Thursday 2 November 2017

IT sector seeing disruption, stocks underperforming: Should you go contra?

IT firms

STOCK MARKET - Another quarter has gone by and technology majors have again failed to live up to the expectations – a couple of them have even lowered guidance for seasonally weak December and March quarters. A mere 4% rise in the Nifty IT index year-to-date also reflects the challenges and disruptions the domestic information technology (IT) firms have been facing for the past few quarters. While valuations on the counter have come off at reasonable levels and the recent dividend/buybacks are seen supporting the stock prices, analysts believe a stock-specific approach across the sector makes better sense than contra bets at present.

The Nifty IT index’s 4% increase so far this year looks pale before benchmark Nifty50’s 26% jump. Among individual stocks, Wipro has rallied 23%, TCS 10% and HCL Tech 1%, while Infosys has shed over 6% during the same period.

In the September quarter, only HCL Tech retained a higher-than-industry-average guidance for FY18, of 10.5-12.5% growth in constant currency (CC) terms. Infosys trimmed its FY18 CC revenue growth guidance to 5.5-6.5%, while Wipro reported a muted guidance of 0-2% QoQ revenue growth for the December quarter. TCS does not forecast future earnings.

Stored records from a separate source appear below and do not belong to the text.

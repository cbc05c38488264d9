//! Pagination types and traits
//!
//! Defines the position token, the continuation signal carried by every
//! fetched page, and the termination state derived from it.

use crate::error::Result;
use serde::{Deserialize, Serialize};
use std::collections::HashMap;
use std::fmt;

/// Position in a paginated or incrementally loading source
#[derive(Debug, Clone, PartialEq, Eq, Hash, Serialize, Deserialize)]
#[serde(tag = "type", rename_all = "snake_case")]
pub enum PageToken {
    /// Page number (usually starts at 1 or 2)
    Page {
        /// Current page number
        number: u32,
    },
    /// Record offset with a fixed step (e.g. `?start=10`)
    Offset {
        /// Current offset
        offset: u32,
        /// Amount added per page
        step: u32,
    },
    /// Opaque cursor handed out by the previous page
    Cursor {
        /// Cursor value, `None` for the first page
        cursor: Option<String>,
    },
    /// Scroll position of an infinitely scrolling view
    Scroll {
        /// Last observed content height, `None` before the first advance
        height: Option<u64>,
    },
}

impl PageToken {
    /// Create a page number token
    pub fn page(number: u32) -> Self {
        Self::Page { number }
    }

    /// Create an offset token
    pub fn offset(offset: u32, step: u32) -> Self {
        Self::Offset { offset, step }
    }

    /// Create a cursor token
    pub fn cursor(cursor: impl Into<String>) -> Self {
        Self::Cursor {
            cursor: Some(cursor.into()),
        }
    }

    /// Create the token for the first page of a cursor source
    pub fn first_cursor() -> Self {
        Self::Cursor { cursor: None }
    }

    /// Create the token for a scroll source that has not moved yet
    pub fn scroll_start() -> Self {
        Self::Scroll { height: None }
    }

    /// Compute the token following this one.
    ///
    /// Returns `None` when the source cannot advance any further: the page
    /// number or offset would overflow, or a cursor page carried no next
    /// cursor.
    pub fn advance(&self, signal: &ContinuationSignal) -> Option<Self> {
        match self {
            Self::Page { number } => number.checked_add(1).map(Self::page),
            Self::Offset { offset, step } => offset
                .checked_add(*step)
                .map(|next| Self::offset(next, *step)),
            Self::Cursor { .. } => signal
                .next_cursor
                .as_ref()
                .filter(|c| !c.is_empty())
                .map(|c| Self::cursor(c.clone())),
            Self::Scroll { height } => Some(Self::Scroll {
                height: signal.fingerprint.or(*height),
            }),
        }
    }

    /// Page number, if this is a page token
    pub fn page_number(&self) -> Option<u32> {
        match self {
            Self::Page { number } => Some(*number),
            _ => None,
        }
    }

    /// Offset, if this is an offset token
    pub fn offset_value(&self) -> Option<u32> {
        match self {
            Self::Offset { offset, .. } => Some(*offset),
            _ => None,
        }
    }

    /// Cursor, if this is a cursor token past the first page
    pub fn cursor_value(&self) -> Option<&str> {
        match self {
            Self::Cursor { cursor } => cursor.as_deref(),
            _ => None,
        }
    }
}

impl fmt::Display for PageToken {
    fn fmt(&self, f: &mut fmt::Formatter<'_>) -> fmt::Result {
        match self {
            Self::Page { number } => write!(f, "page {number}"),
            Self::Offset { offset, step } => write!(f, "offset {offset} (+{step})"),
            Self::Cursor { cursor: None } => write!(f, "cursor <start>"),
            Self::Cursor { cursor: Some(c) } => write!(f, "cursor {c}"),
            Self::Scroll { height: None } => write!(f, "scroll <start>"),
            Self::Scroll { height: Some(h) } => write!(f, "scroll @{h}"),
        }
    }
}

/// Continuation markers and measurements taken from one fetched page
#[derive(Debug, Clone, Default, PartialEq, Eq)]
pub struct ContinuationSignal {
    /// The page carried an explicit "not found" marker
    pub not_found: bool,
    /// The "next" control was explicitly marked inactive
    pub pagination_disabled: bool,
    /// Content measurement (scroll height, row count, body length)
    pub fingerprint: Option<u64>,
    /// Cursor for the following page, for cursor sources
    pub next_cursor: Option<String>,
}

impl ContinuationSignal {
    /// Create an empty signal (continue, nothing measured)
    pub fn new() -> Self {
        Self::default()
    }

    /// Signal for a page that does not exist
    pub fn page_not_found() -> Self {
        Self {
            not_found: true,
            ..Default::default()
        }
    }

    /// Signal for the last page of a source
    pub fn last_page() -> Self {
        Self {
            pagination_disabled: true,
            ..Default::default()
        }
    }

    /// Set the content fingerprint
    #[must_use]
    pub fn with_fingerprint(mut self, fingerprint: u64) -> Self {
        self.fingerprint = Some(fingerprint);
        self
    }

    /// Set the next cursor
    #[must_use]
    pub fn with_next_cursor(mut self, cursor: impl Into<String>) -> Self {
        self.next_cursor = Some(cursor.into());
        self
    }

    /// Mark pagination as disabled
    #[must_use]
    pub fn with_pagination_disabled(mut self) -> Self {
        self.pagination_disabled = true;
        self
    }
}

/// Whether the loop should fetch another page
#[derive(Debug, Clone, Copy, PartialEq, Eq, Serialize, Deserialize)]
#[serde(rename_all = "snake_case")]
pub enum TerminationState {
    /// Fetch the next page
    Continue,
    /// The page carried a "not found" marker
    StopPageNotFound,
    /// The "next" control is inactive
    StopPaginationDisabled,
    /// Content measurement did not change since the previous page
    StopUnchangedContent,
}

impl TerminationState {
    /// Derive the state from a page's signal.
    ///
    /// Precedence: not found, then pagination disabled, then unchanged
    /// content. Unchanged content needs a fingerprint on both the previous
    /// and the current page.
    pub fn from_signal(signal: &ContinuationSignal, previous_fingerprint: Option<u64>) -> Self {
        if signal.not_found {
            return Self::StopPageNotFound;
        }
        if signal.pagination_disabled {
            return Self::StopPaginationDisabled;
        }
        match (previous_fingerprint, signal.fingerprint) {
            (Some(previous), Some(current)) if previous == current => Self::StopUnchangedContent,
            _ => Self::Continue,
        }
    }
}

/// A concrete request for one page
#[derive(Debug, Clone, Default, PartialEq, Eq)]
pub struct PageRequest {
    /// URL to fetch
    pub url: String,
    /// Query parameters to add
    pub query: HashMap<String, String>,
}

impl PageRequest {
    /// Create a request for a URL with no extra parameters
    pub fn new(url: impl Into<String>) -> Self {
        Self {
            url: url.into(),
            query: HashMap::new(),
        }
    }

    /// Add a query parameter
    #[must_use]
    pub fn query(mut self, key: impl Into<String>, value: impl Into<String>) -> Self {
        self.query.insert(key.into(), value.into());
        self
    }
}

/// Maps page tokens onto requests for request/response sources
pub trait Paginator: Send + Sync {
    /// Token for the first page
    fn initial_token(&self) -> PageToken;

    /// Build the request for the given token
    fn request(&self, base_url: &str, token: &PageToken) -> Result<PageRequest>;

    /// Whether the source only ever has one page
    fn is_single_page(&self) -> bool {
        false
    }
}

Rakesh Tarway, head of research at Reliance Securities, noted growth would remain muted for the next two years, and advised looking at individual stocks with strong cash flows.

“The IT sector is currently undergoing a phase of disruption in the business model owing to trends like cloud computing, artificial intelligence, digitisation and automation. We believe these trends could continue to impact business growth for the next 1-2 years,” he said.